I find it strange that Morgoth had no spell around him for protection ( a "thorns aura"  ).


----------



## HLGStrider (Jun 19, 2005)

http://www.thetolkienforum.com/showthread.php?t=7144&highlight=Beren

You'll like this thread. . .

It has the answer. He was just trying to be manly.


----------



## ingolmo (Jun 20, 2005)

Hmm... I think you're right. Beren should have killed Morgoth. He would have become an even greater hero then. Beren then could have taken the Silmarils.


----------



## HLGStrider (Jun 20, 2005)

Could Beren have killed Morgoth? If you consider how hard Sauron was to kill, and Sauron was one of Morgoth's _servants_, Morgoth, you think, would have been a bit harder to kill than that.


----------



## Alatar (Jun 20, 2005)

Methinks that had Beren gauged out morgoths eyes( not preety but...) all of angband would fall upon there face in fear, then Beren cuts out his tounge. Morgoth is stuck in that body, he cannot die, so lets ruin hthat body. Of course he will use his mind to order servents, but still, it would save the host of the west at the war of wrath alot of time.


----------



## HLGStrider (Jun 20, 2005)

The moment Beren had tried to do anything like that Melkor would have awakened, knocked him flat, and then taken down Luthien for good measure. 

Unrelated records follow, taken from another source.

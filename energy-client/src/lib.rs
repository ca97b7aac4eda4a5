//! Domain types, storage contract and consumption queries for the energy
//! logger.

pub mod db;
pub mod domain;
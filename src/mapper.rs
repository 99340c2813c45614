//! Mapping from loaded catalogue entries into index messages
//!
//! Plain string fields fall back to `""`. `import_url` keeps its presence: absent
//! stays `None`, any supplied string (including `""`) becomes `Some`.

use crate::loader::{LoadedSchool, RawAdapter};
use crate::schema::{Adapter, AdapterCategory, School};

/// Convert one loaded school into its index message
pub fn map_school(loaded: &LoadedSchool) -> School {
    let entry = &loaded.entry;
    School {
        id: entry.id.clone(),
        name: entry.name.clone().unwrap_or_default(),
        initial: entry.initial.clone().unwrap_or_default(),
        resource_folder: entry.resource_folder.clone(),
        adapters: loaded.adapters.iter().map(map_adapter).collect(),
    }
}

/// Convert one raw adapter into its index message
pub fn map_adapter(raw: &RawAdapter) -> Adapter {
    let category = raw
        .category
        .as_deref()
        .map(AdapterCategory::from_label)
        .unwrap_or(AdapterCategory::Unknown);

    Adapter {
        adapter_id: raw.adapter_id.clone().unwrap_or_default(),
        adapter_name: raw.adapter_name.clone().unwrap_or_default(),
        category: category as i32,
        asset_js_path: raw.asset_js_path.clone().unwrap_or_default(),
        import_url: raw.import_url.clone(),
        description: raw.description.clone().unwrap_or_default(),
        maintainer: raw.maintainer.clone().unwrap_or_default(),
    }
}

It was stupid for him to go for a second Silmaril. It would be stupider to try and go for Melkor's neck.


----------



## Alatar (Jun 20, 2005)

HLGStrider said:


> The moment Beren had tried to do anything like that Melkor would have awakened, knocked him flat, and then taken down Luthien for good measure.
> 
> It was stupid for him to go for a second Silmaril. It would be stupider to try and go for Melkor's neck.


Oh... I guess your right, when he went for the second eye, Morgoth woulld have froze him with his glare, but Oh...


----------



## HLGStrider (Jun 20, 2005)

I'm not sure if Beren was even thinking that way, however. I think he was thinking, "Get the girl, get the girl, get the girl. . .oooooooh, shiney rock."


----------



## Iluvatar (Jun 20, 2005)

To me it seems likely that Beren had tunnel-visioned his way exclusively into the idea of getting a Silmaril, and then maybe another for good measure. The possibility of killing Morgoth just never entered his - or Tolkien's, for that matter - mind.

But could he have killed Morgoth? IMO, I think it fairly obvious that he could have. After all, Fingolfin did fairly serious damage to Morgoth with Ringil. And it is stated that Morgoth wasn't exactly overjoyed about the idea of going up against Fingolfin in the firsat place, although methinks there might be a bit of Elvish propaganda involved in that one. And let's not forget that an eagle - albeit a biggish eagle like Thorondor - scarred up Morgoth's face pretty badly in the aftermath.

As for Sauron being hard to kill, he was forced to give up Tol Sirion (I think; I'm writing this from memory) just because a big dog (Valinorean or not, Huan was just a big dog). He got killed by having his finger cut off by Isildur (okay, the Ring may have had something to do with that). But he also got hisself killed just because of a flood. Granted, it was the Mother of all Floods, but he was forced to reincorporate himself afterwards, and was now no longer able to take on a fair-seeming form cuz of the power loss involved in reincorporation.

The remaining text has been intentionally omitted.